Una carriera tra campioni
Il percorso di Carnevale nel mondo del calcio lo ha portato a giocare con leggende come Maradona e Zico. La vittoria dello scudetto con il Napoli è stata uno dei momenti più alti della sua carriera. “Ero un mulo: correvo e lottavo per i fuoriclasse”, afferma con orgoglio. Il calcio per lui non era solo un gioco, ma un risarcimento personale, un modo per affermarsi in un mondo che lo aveva spesso messo alla prova.
Ombre e redenzione
Tuttavia, la vita di Carnevale non è stata priva di ombre. Ha dovuto affrontare accuse di doping e, nel 2002, di traffico internazionale di droga. “Sono stato assolto dopo 14 anni, ma il marchio era difficile da cancellare.

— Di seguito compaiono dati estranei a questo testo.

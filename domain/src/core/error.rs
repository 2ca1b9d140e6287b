//! Domain error types

use thiserror::Error;

/// Domain-level errors
#[derive(Error, Debug, Clone, PartialEq, Eq)]
pub enum DomainError {
    #[error("Message is empty")]
    EmptyInput,

    #[error("No active conversation")]
    NoConversation,

    #[error("Prompt is empty")]
    EmptyPrompt,

    #[error("Invalid role: {0}")]
    InvalidRole(String),

    #[error("Invalid conversation mode: {0} (expected personal, career, team or family)")]
    InvalidMode(String),

    #[error("Unsupported image type: {0}")]
    UnsupportedImageType(String),

    #[error("Invalid email address: {0}")]
    InvalidEmail(String),

    #[error("Password is empty")]
    EmptyPassword,

    #[error("Operation cancelled")]
    Cancelled,
}

impl DomainError {
    /// Check if this error represents a cancellation
    pub fn is_cancelled(&self) -> bool {
        matches!(self, DomainError::Cancelled)
    }
}
//! Configuration file loading for xylos
//!
//! This module handles file I/O and merging of configuration from multiple sources.
//! The priority order (highest to lowest):
//!
//! 1. Environment variables `XYLOS_<SECTION>__<KEY>`
//! 2. `--config <path>` specified file
//! 3. Project root: `./xylos.toml` or `./.xylos.toml`
//! 4. Global: `$XDG_CONFIG_HOME/xylos/config.toml`
//! 5. Default values

mod file_config;
mod loader;

pub use file_config::{
    FileBackendConfig, FileChatConfig, FileConfig, FileLoggingConfig, FileOutputConfig,
    FileSpeechConfig, expand_home,
};
pub use loader::{ConfigLoader, ENV_PREFIX};
//! Interactive prompts outside the chat loop

pub mod credentials;
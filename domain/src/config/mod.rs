//! Configuration value objects for the domain layer
//!
//! These are domain concepts related to configuration that are
//! used across multiple layers.

mod output_format;
pub mod validation;

pub use output_format::OutputFormat;
pub use validation::{ConfigIssue, ConfigIssueCode, Severity};
//! Application-level configuration.
//!
//! - [`ChatParams`] - chat exchange control (conversation mode, partial persistence)

pub mod chat_params;

pub use chat_params::ChatParams;
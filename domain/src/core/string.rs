//! String utilities for the domain layer.

/// Truncate a string to a maximum length with ellipsis (UTF-8 safe)
///
/// Uses byte length for max_len but ensures truncation occurs at valid
/// UTF-8 character boundaries.
pub fn truncate(s: &str, max_len: usize) -> String {
    if s.len() <= max_len {
        s.to_string()
    } else {
        let target = max_len.saturating_sub(3);
        let mut end = target.min(s.len());
        while end > 0 && !s.is_char_boundary(end) {
            end -= 1;
        }
        format!("{}...", &s[..end])
    }
}

/// First line of a message, truncated for one-line listings.
pub fn one_line(s: &str, max_len: usize) -> String {
    truncate(s.lines().next().unwrap_or_default().trim(), max_len)
}
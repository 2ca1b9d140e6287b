//! Logging configuration from TOML (`[logging]` section)

use serde::{Deserialize, Serialize};
use std::path::PathBuf;

/// Raw logging configuration from TOML
#[derive(Debug, Clone, Default, PartialEq, Eq, Serialize, Deserialize)]
#[serde(default)]
pub struct FileLoggingConfig {
    /// JSONL conversation transcript file
    pub transcript: Option<String>,
    /// Directory for daily rolling diagnostic logs
    pub directory: Option<String>,
}

impl FileLoggingConfig {
    pub fn transcript_path(&self) -> Option<PathBuf> {
        self.transcript.as_deref().map(expand_home)
    }

    pub fn directory_path(&self) -> Option<PathBuf> {
        self.directory.as_deref().map(expand_home)
    }
}

/// Expand a leading `~/` to the home directory.
pub fn expand_home(path: &str) -> PathBuf {
    match (path.strip_prefix("~/"), dirs::home_dir()) {
        (Some(rest), Some(home)) => home.join(rest),
        _ => PathBuf::from(path),
    }
}
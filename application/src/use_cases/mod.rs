//! Use cases (application services)
//!
//! Use cases orchestrate domain logic and coordinate with external
//! services through ports.

pub mod authenticate;
pub mod consume_stream;
pub mod dictate;
pub mod generate_image;
pub mod manage_conversations;
pub mod send_message;

#[cfg(test)]
mod test_support;
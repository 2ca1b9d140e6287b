//! Conversation store port
//!
//! Durable storage of conversations and their messages lives in an external
//! service; this port is the whole contract the application relies on.

use async_trait::async_trait;
use thiserror::Error;
use xylos_domain::{Conversation, ConversationId, ConversationMode, Role, StoredMessage, UserId};

/// Errors that can occur during store operations
#[derive(Error, Debug)]
pub enum StoreError {
    #[error("Conversation not found: {0}")]
    NotFound(ConversationId),

    #[error("Not signed in")]
    Unauthorized,

    #[error("Request failed: {0}")]
    RequestFailed(String),

    #[error("Unexpected response: {0}")]
    UnexpectedResponse(String),
}

/// Storage for conversations and messages.
#[async_trait]
pub trait ConversationStore: Send + Sync {
    /// Create a conversation owned by `owner`.
    async fn create(
        &self,
        owner: &UserId,
        mode: ConversationMode,
    ) -> Result<Conversation, StoreError>;

    /// All conversations of `owner`, most recently updated first.
    async fn list_by_owner(&self, owner: &UserId) -> Result<Vec<Conversation>, StoreError>;

    /// Messages of a conversation, oldest first.
    async fn messages(&self, conversation_id: &ConversationId)
    -> Result<Vec<StoredMessage>, StoreError>;

    /// Earliest user message of a conversation, used as its preview.
    async fn first_user_message(
        &self,
        conversation_id: &ConversationId,
    ) -> Result<Option<StoredMessage>, StoreError>;

    /// Append a message to a conversation.
    async fn append_message(
        &self,
        conversation_id: &ConversationId,
        role: Role,
        content: &str,
    ) -> Result<(), StoreError>;

    /// Delete a conversation and its messages.
    async fn delete(&self, conversation_id: &ConversationId) -> Result<(), StoreError>;
}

Nessuno mi avrebbe più dato fiducia, tranne l’Udinese”, racconta. Oggi lavora come dirigente per il club friulano, dedicandosi alla scoperta di nuovi talenti.
Il legame con Napoli
Ritornato a Napoli per festeggiare il quarto scudetto della sua ex squadra, Carnevale non ha potuto fare a meno di esprimere il suo attaccamento alla città. “Napoli è parte di me, il momento più bello della mia carriera l’ho vissuto qui”. Ha seguito la parata sul Lungomare in TV, desiderando di essere presente a festeggiare con i tifosi. Il suo legame con la città è profondo, un legame che difficilmente può essere spezzato.
La storia di Andrea Carnevale è un esempio di resilienza e forza, una testimonianza che va oltre il calcio e si insinua nel profondo delle relazioni umane e delle esperienze di vita. In un’epoca in cui spesso si dimenticano le storie dietro ai campioni, il suo racconto ci invita a riflettere e a non dare mai nulla per scontato.